▶ _What the task asks_
Scan the data for "drives" and copy the lines it appears in.

▶ _Data extract_
══════
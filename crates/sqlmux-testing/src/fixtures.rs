//! Small result-set builders shared by the executor tests.

use sqlmux::{QueryResult, Row, Value};

/// A `blog`-shaped result set with `count` rows.
#[must_use]
pub fn blog_rows(count: i64) -> QueryResult {
    let cells = (1..=count)
        .map(|id| vec![Value::Int(id), Value::from(format!("post {id}"))])
        .collect();
    QueryResult::with_rows(&["id", "content"], cells)
}

/// The rows of [`blog_rows`], detached from the result wrapper.
#[must_use]
pub fn blog_row_vec(count: i64) -> Vec<Row> {
    blog_rows(count).rows
}
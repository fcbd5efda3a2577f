//! The pooled query executor.

use std::sync::Arc;

use futures_util::future::BoxFuture;

use crate::connection::Connection;
use crate::error::Result;
use crate::pool::{Pool, PoolStatus};
use crate::row::{QueryResult, Value};
use crate::stream::{self, RowStream};
use crate::transaction;

/// Multiplexes logical operations over a bounded connection pool.
///
/// Each operation acquires one connection, drives it exclusively, and
/// guarantees exactly one terminal release or discard before the caller
/// observes the outcome. The executor is cheap to clone; clones share the
/// same pool.
pub struct Executor<P: Pool> {
    pool: Arc<P>,
}

impl<P: Pool> Clone for Executor<P> {
    fn clone(&self) -> Self {
        Self {
            pool: Arc::clone(&self.pool),
        }
    }
}

impl<P: Pool> Executor<P> {
    /// Create an executor over a pool.
    pub fn new(pool: P) -> Self {
        Self {
            pool: Arc::new(pool),
        }
    }

    /// Create an executor over an already-shared pool.
    pub fn from_arc(pool: Arc<P>) -> Self {
        Self { pool }
    }

    /// The pool this executor draws from.
    pub fn pool(&self) -> &P {
        &self.pool
    }

    /// Current occupancy of the underlying pool.
    pub fn status(&self) -> PoolStatus {
        self.pool.status()
    }

    /// Execute a single non-transactional statement.
    ///
    /// Suspends until a connection is available, issues the statement, and
    /// releases the connection before resolving. A statement failure is
    /// not taken as a sign the connection is broken; the connection is
    /// released either way and the error surfaces as-is. No retries.
    pub async fn query(&self, statement: &str, params: &[Value]) -> Result<QueryResult> {
        let mut conn = self.pool.acquire().await?;
        tracing::trace!(statement = %statement, "connection acquired for query");
        let outcome = conn.query(statement, params).await;
        self.pool.release(conn);
        outcome
    }

    /// Execute a statement with a streaming result set.
    ///
    /// Returns the stream handle synchronously; the connection is acquired
    /// and the protocol stream opened on a background task. Failures,
    /// including acquisition failures, arrive as the handle's single
    /// terminal error notification, never inline with this call.
    ///
    /// Must be called within a tokio runtime.
    pub fn query_stream(&self, statement: &str, params: &[Value]) -> RowStream {
        stream::open(
            Arc::clone(&self.pool),
            statement.to_owned(),
            params.to_vec(),
        )
    }

    /// Run a unit of work inside a transaction.
    ///
    /// Acquires a connection, issues BEGIN, and hands the connection to
    /// `work` exclusively. If `work` resolves, COMMIT is issued and its
    /// value returned; if `work` fails, ROLLBACK is issued and the work's
    /// original error returned. When COMMIT or ROLLBACK itself fails, a
    /// liveness probe decides whether the connection is released or
    /// discarded; the probe never masks the original error.
    ///
    /// ```rust,ignore
    /// let inserted = executor
    ///     .transaction(|conn| {
    ///         Box::pin(async move {
    ///             let result = conn
    ///                 .query("INSERT INTO blog (content) VALUES (?)", &[Value::from("hi")])
    ///                 .await?;
    ///             Ok(result.last_insert_id)
    ///         })
    ///     })
    ///     .await?;
    /// ```
    pub async fn transaction<T, F>(&self, work: F) -> Result<T>
    where
        T: Send,
        F: for<'c> FnOnce(&'c mut P::Conn) -> BoxFuture<'c, Result<T>> + Send,
    {
        transaction::run(&*self.pool, work).await
    }
}
//! Executor error types.

use thiserror::Error;

/// Errors that can occur while executing pooled operations.
#[derive(Debug, Error)]
#[non_exhaustive]
pub enum Error {
    /// The pool could not supply a connection (saturation, factory failure).
    ///
    /// Nothing was acquired, so no release or discard takes place.
    #[error("connection acquisition failed: {0}")]
    Acquire(String),

    /// The pool has been closed and accepts no further acquisitions.
    #[error("pool is closed")]
    PoolClosed,

    /// The database rejected a statement (syntax, constraint, runtime).
    ///
    /// The connection itself is assumed healthy and is released normally.
    #[error("statement rejected: {message}")]
    Statement {
        /// Server-supplied error message.
        message: String,
        /// Server-specific error code, when one was reported.
        code: Option<u32>,
    },

    /// The connection failed mid-operation.
    ///
    /// The connection's state is unknown; a liveness probe decides whether
    /// it is released or discarded.
    #[error("transport failure: {0}")]
    Transport(String),

    /// IO error from the underlying transport.
    #[error("IO error: {0}")]
    Io(#[from] std::io::Error),

    /// The liveness probe is not supported by this connection type.
    ///
    /// Treated conservatively as a probe failure: the connection is
    /// discarded, never returned to the pool.
    #[error("liveness probe not supported by this connection")]
    ProbeUnsupported,

    /// Configuration error.
    #[error("configuration error: {0}")]
    Config(String),
}

/// Broad classification of an [`Error`], matching the disposition rules
/// each class implies.
#[derive(Debug, Clone, Copy, PartialEq, Eq)]
pub enum ErrorKind {
    /// No connection was acquired.
    Acquire,
    /// Statement-level failure; connection still usable.
    Statement,
    /// Connection-level failure; disposition is probe-gated.
    Transport,
    /// Liveness probe unavailable.
    Probe,
    /// Invalid configuration.
    Config,
}

impl Error {
    /// Build a statement-level error.
    pub fn statement(message: impl Into<String>) -> Self {
        Self::Statement {
            message: message.into(),
            code: None,
        }
    }

    /// Build a statement-level error carrying a server error code.
    pub fn statement_with_code(message: impl Into<String>, code: u32) -> Self {
        Self::Statement {
            message: message.into(),
            code: Some(code),
        }
    }

    /// Build a transport-level error.
    pub fn transport(message: impl Into<String>) -> Self {
        Self::Transport(message.into())
    }

    /// Classify this error.
    #[must_use]
    pub fn kind(&self) -> ErrorKind {
        match self {
            Self::Acquire(_) | Self::PoolClosed => ErrorKind::Acquire,
            Self::Statement { .. } => ErrorKind::Statement,
            Self::Transport(_) | Self::Io(_) => ErrorKind::Transport,
            Self::ProbeUnsupported => ErrorKind::Probe,
            Self::Config(_) => ErrorKind::Config,
        }
    }

    /// Check if this is a statement-level error.
    #[must_use]
    pub fn is_statement(&self) -> bool {
        self.kind() == ErrorKind::Statement
    }

    /// Check if this is a connection-level (transport) error.
    #[must_use]
    pub fn is_transport(&self) -> bool {
        self.kind() == ErrorKind::Transport
    }

    /// Check if this error occurred before any connection was acquired.
    #[must_use]
    pub fn is_acquire(&self) -> bool {
        self.kind() == ErrorKind::Acquire
    }
}

/// Result type for executor operations.
pub type Result<T> = std::result::Result<T, Error>;

#[cfg(test)]
#[allow(clippy::unwrap_used)]
mod tests {
    use super::*;

    #[test]
    fn test_error_kinds() {
        assert_eq!(Error::Acquire("full".into()).kind(), ErrorKind::Acquire);
        assert_eq!(Error::PoolClosed.kind(), ErrorKind::Acquire);
        assert_eq!(Error::statement("syntax").kind(), ErrorKind::Statement);
        assert_eq!(Error::transport("reset").kind(), ErrorKind::Transport);
        assert_eq!(
            Error::Io(std::io::Error::other("broken pipe")).kind(),
            ErrorKind::Transport
        );
        assert_eq!(Error::ProbeUnsupported.kind(), ErrorKind::Probe);
        assert_eq!(Error::Config("bad".into()).kind(), ErrorKind::Config);
    }

    #[test]
    fn test_classification_helpers() {
        assert!(Error::statement("dup key").is_statement());
        assert!(!Error::statement("dup key").is_transport());
        assert!(Error::transport("gone").is_transport());
        assert!(Error::Acquire("saturated".into()).is_acquire());
        assert!(Error::PoolClosed.is_acquire());
    }

    #[test]
    fn test_statement_with_code() {
        let err = Error::statement_with_code("duplicate entry", 1062);
        assert!(matches!(
            err,
            Error::Statement {
                ref message,
                code: Some(1062)
            } if message == "duplicate entry"
        ));
    }

    #[test]
    fn test_display() {
        assert_eq!(
            Error::statement("no such table").to_string(),
            "statement rejected: no such table"
        );
        assert_eq!(
            Error::transport("connection reset").to_string(),
            "transport failure: connection reset"
        );
        assert_eq!(Error::PoolClosed.to_string(), "pool is closed");
    }
}
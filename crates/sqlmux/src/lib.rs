//! # sqlmux
//!
//! Pooled, transaction-aware query executor over asynchronous database
//! connections.
//!
//! sqlmux multiplexes many logical query and transaction requests over a
//! small, bounded set of persistent connections. It does not speak a wire
//! protocol and does not implement pool mechanics; it drives any client
//! session behind the [`Connection`] trait and any pool primitive behind
//! the [`Pool`] trait, and guarantees the acquire/execute/release
//! discipline around every logical operation.
//!
//! ## Guarantees
//!
//! - **Release discipline**: every acquired connection reaches exactly one
//!   terminal `release` or `discard`, on success, statement error, and
//!   transport error paths alike.
//! - **Atomic transactions**: BEGIN → unit of work → COMMIT/ROLLBACK on
//!   one exclusively-held connection, with a probe-gated
//!   release-vs-discard decision when COMMIT or ROLLBACK fails.
//! - **Early stream handles**: [`Executor::query_stream`] returns a live
//!   [`RowStream`] synchronously, before the backing connection has even
//!   been acquired; exactly one terminal notification (end or error)
//!   reaches the handle.
//!
//! ## Example
//!
//! ```rust,ignore
//! use sqlmux::{Executor, Value};
//!
//! let executor = Executor::new(pool);
//!
//! // Single statement: acquire, execute, release.
//! let result = executor
//!     .query("SELECT * FROM blog WHERE id = ?", &[Value::Int(1)])
//!     .await?;
//! println!("{} row(s) in set", result.row_count());
//!
//! // Streaming: the handle exists before the connection does.
//! use futures_util::StreamExt;
//! let mut rows = executor.query_stream("SELECT * FROM blog", &[]);
//! while let Some(row) = rows.next().await {
//!     let row = row?;
//!     // ...
//! }
//!
//! // Transactions: commit on success, roll back on failure.
//! let id = executor
//!     .transaction(|conn| {
//!         Box::pin(async move {
//!             let result = conn
//!                 .query("INSERT INTO blog (content) VALUES (?)", &[Value::from("hello")])
//!                 .await?;
//!             Ok(result.last_insert_id)
//!         })
//!     })
//!     .await?;
//! ```

#![warn(missing_docs)]
#![deny(unsafe_code)]

pub mod config;
pub mod connection;
pub mod error;
pub mod executor;
pub mod pool;
pub mod row;
pub mod stream;
pub mod transaction;

// Re-export commonly used types
pub use config::PoolConfig;
pub use connection::{Connection, Connector, ProtocolStream};
pub use error::{Error, ErrorKind, Result};
pub use executor::Executor;
pub use pool::{Pool, PoolStatus};
pub use row::{QueryResult, Row, Value};
pub use stream::RowStream;
pub use transaction::{Disposition, TxPhase, disposition};
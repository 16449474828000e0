//! Turns a decoded forecast into the strings shown on screen: the current
//! conditions, the hourly slice starting at the current hour, and the coming
//! days.

use chrono::{Datelike, NaiveDate, NaiveDateTime, Timelike, Weekday};

use crate::config::{DisplayConfig, LocationConfig};
use crate::error::{Result, WeatherError};
use crate::openmeteo::{ForecastResponse, Hourly};
use crate::units::{direction::degree_to_compass, temperature};
use crate::weather::{classify, Classification};

pub const MISSING: &str = "--";

const HOUR_FORMAT: &str = "%Y-%m-%dT%H:%M";
const DAY_FORMAT: &str = "%Y-%m-%d";

/// Humidity assumed for the current comfort value when no hourly sample matches.
const NEUTRAL_HUMIDITY: f64 = 50.0;

/// One hourly record. Open-Meteo may send nulls, hence the options.
#[derive(Debug, Clone, PartialEq)]
pub struct ForecastSample {
    pub time: NaiveDateTime,
    pub temperature: Option<f64>,
    pub wind_speed: Option<f64>,
    pub humidity: Option<f64>,
    pub weathercode: Option<i32>,
}

impl ForecastSample {
    pub fn comfort(&self) -> Option<f64> {
        match (self.temperature, self.wind_speed, self.humidity) {
            (Some(t), Some(v), Some(h)) => Some(temperature::comfort_index(t, v, h)),
            _ => None,
        }
    }

    fn classification(&self) -> Classification {
        self.weathercode.map(classify).unwrap_or(Classification::UNKNOWN)
    }
}

#[derive(Debug, Clone, PartialEq)]
pub struct CurrentView {
    pub temperature: String,
    pub description: String,
    pub wind: String,
    pub comfort: String,
    pub humidity: String,
    pub updated: String,
}

#[derive(Debug, Clone, PartialEq)]
pub struct HourCard {
    pub time: String,
    pub temperature: String,
    pub symbol: &'static str,
    pub comfort: Option<String>,
}

#[derive(Debug, Clone, PartialEq)]
pub struct DayCard {
    pub name: String,
    pub description: &'static str,
    pub range: String,
}

#[derive(Debug, Clone, PartialEq)]
pub struct ForecastView {
    pub current: CurrentView,
    pub hours: Vec<HourCard>,
    pub days: Vec<DayCard>,
}

pub fn parse_hour(value: &str) -> Result<NaiveDateTime> {
    NaiveDateTime::parse_from_str(value, HOUR_FORMAT)
        .map_err(|e| WeatherError::Parse(format!("invalid timestamp {value:?}: {e}")))
}

fn parse_day(value: &str) -> Result<NaiveDate> {
    NaiveDate::parse_from_str(value, DAY_FORMAT)
        .map_err(|e| WeatherError::Parse(format!("invalid date {value:?}: {e}")))
}

/// Zips the hourly series. Series shorter than `time` read as missing values.
pub fn hourly_samples(hourly: &Hourly) -> Result<Vec<ForecastSample>> {
    hourly
        .time
        .iter()
        .enumerate()
        .map(|(i, time)| -> Result<ForecastSample> {
            Ok(ForecastSample {
                time: parse_hour(time)?,
                temperature: hourly.temperature.get(i).copied().flatten(),
                wind_speed: hourly.wind_speed.get(i).copied().flatten(),
                humidity: hourly.relative_humidity.get(i).copied().flatten(),
                weathercode: hourly.weathercode.get(i).copied().flatten(),
            })
        })
        .collect()
}

/// Index of the first sample at or after the start of the hour containing
/// `now`, or 0 when every sample is older.
pub fn start_index(samples: &[ForecastSample], now: NaiveDateTime) -> usize {
    let hour = truncate_to_hour(now);
    samples
        .iter()
        .position(|s| s.time >= hour)
        .unwrap_or(0)
}

fn truncate_to_hour(time: NaiveDateTime) -> NaiveDateTime {
    time.with_minute(0)
        .and_then(|t| t.with_second(0))
        .and_then(|t| t.with_nanosecond(0))
        .unwrap_or(time)
}

pub fn weekday_short(day: Weekday) -> &'static str {
    match day {
        Weekday::Mon => "lun",
        Weekday::Tue => "mar",
        Weekday::Wed => "mié",
        Weekday::Thu => "jue",
        Weekday::Fri => "vie",
        Weekday::Sat => "sáb",
        Weekday::Sun => "dom",
    }
}

fn degrees(value: Option<f64>) -> String {
    match value {
        Some(v) => format!("{}°", temperature::round_display(v)),
        None => MISSING.to_string(),
    }
}

impl ForecastView {
    pub fn build(forecast: &ForecastResponse, display: &DisplayConfig) -> Result<Self> {
        let samples = hourly_samples(&forecast.hourly)?;
        let now = parse_hour(&forecast.current_weather.time)?;
        let start = start_index(&samples, now);
        tracing::debug!(start, total = samples.len(), "Selected hourly slice");

        let current = Self::current(forecast, samples.get(start), now);
        let hours = samples
            .iter()
            .skip(start)
            .take(display.hours_to_show)
            .map(|s| HourCard {
                time: s.time.format("%H:%M").to_string(),
                temperature: degrees(s.temperature),
                symbol: s.classification().symbol,
                comfort: s.comfort().map(|c| degrees(Some(c))),
            })
            .collect();
        let days = Self::days(forecast, display.days_to_show)?;

        Ok(Self {
            current,
            hours,
            days,
        })
    }

    fn current(
        forecast: &ForecastResponse,
        sample: Option<&ForecastSample>,
        now: NaiveDateTime,
    ) -> CurrentView {
        let cw = &forecast.current_weather;

        let humidity = sample
            .filter(|s| s.time == truncate_to_hour(now))
            .and_then(|s| s.humidity);
        let comfort = temperature::comfort_index(
            cw.temperature,
            cw.windspeed,
            humidity.unwrap_or(NEUTRAL_HUMIDITY),
        );

        let wind_speed = temperature::round_display(cw.windspeed);
        let wind = match cw.winddirection {
            Some(deg) => format!("{wind_speed} km/h {}", degree_to_compass(deg)),
            None => format!("{wind_speed} km/h"),
        };

        CurrentView {
            temperature: format!("{}°C", temperature::round_display(cw.temperature)),
            description: classify(cw.weathercode).label.to_string(),
            wind,
            comfort: format!("{}°C", temperature::round_display(comfort)),
            humidity: match humidity {
                Some(h) => format!("{}%", temperature::round_display(h)),
                None => MISSING.to_string(),
            },
            updated: now.format("%H:%M").to_string(),
        }
    }

    fn days(forecast: &ForecastResponse, days_to_show: usize) -> Result<Vec<DayCard>> {
        let daily = &forecast.daily;
        daily
            .time
            .iter()
            .take(days_to_show)
            .enumerate()
            .map(|(i, day)| -> Result<DayCard> {
                let date = parse_day(day)?;
                let name = if i == 0 {
                    "Hoy".to_string()
                } else {
                    weekday_short(date.weekday()).to_string()
                };
                let description = daily
                    .weathercode
                    .get(i)
                    .copied()
                    .flatten()
                    .map(classify)
                    .unwrap_or(Classification::UNKNOWN)
                    .label;
                let min = daily.temperature_min.get(i).copied().flatten();
                let max = daily.temperature_max.get(i).copied().flatten();

                Ok(DayCard {
                    name,
                    description,
                    range: format!("{} / {}", degrees(min), degrees(max)),
                })
            })
            .collect()
    }

    /// Text version of the three views, used by `--plain`.
    pub fn report(&self, location: &LocationConfig) -> String {
        let mut out = String::new();
        out.push_str(&format!(
            "{} ({:.3}, {:.3})\nActualizado: {}\n\n",
            location.name, location.latitude, location.longitude, self.current.updated
        ));

        out.push_str("Ahora\n");
        out.push_str(&format!(
            "  {}  {}\n  Sensación: {}\n  Viento: {}\n  Humedad: {}\n\n",
            self.current.temperature,
            self.current.description,
            self.current.comfort,
            self.current.wind,
            self.current.humidity
        ));

        out.push_str("Próximas horas\n");
        for hour in &self.hours {
            out.push_str(&format!(
                "  {}  {:>5}  {}\n",
                hour.time, hour.temperature, hour.symbol
            ));
        }

        out.push_str("\nPróximos días\n");
        for day in &self.days {
            out.push_str(&format!(
                "  {:<4} {:<28} {}\n",
                day.name, day.description, day.range
            ));
        }
        out
    }
}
══════
▶ _Answer to this task_
/// Each operation acquires one connection, drives it exclusively, and
//! protocol and does not implement pool mechanics; it drives any client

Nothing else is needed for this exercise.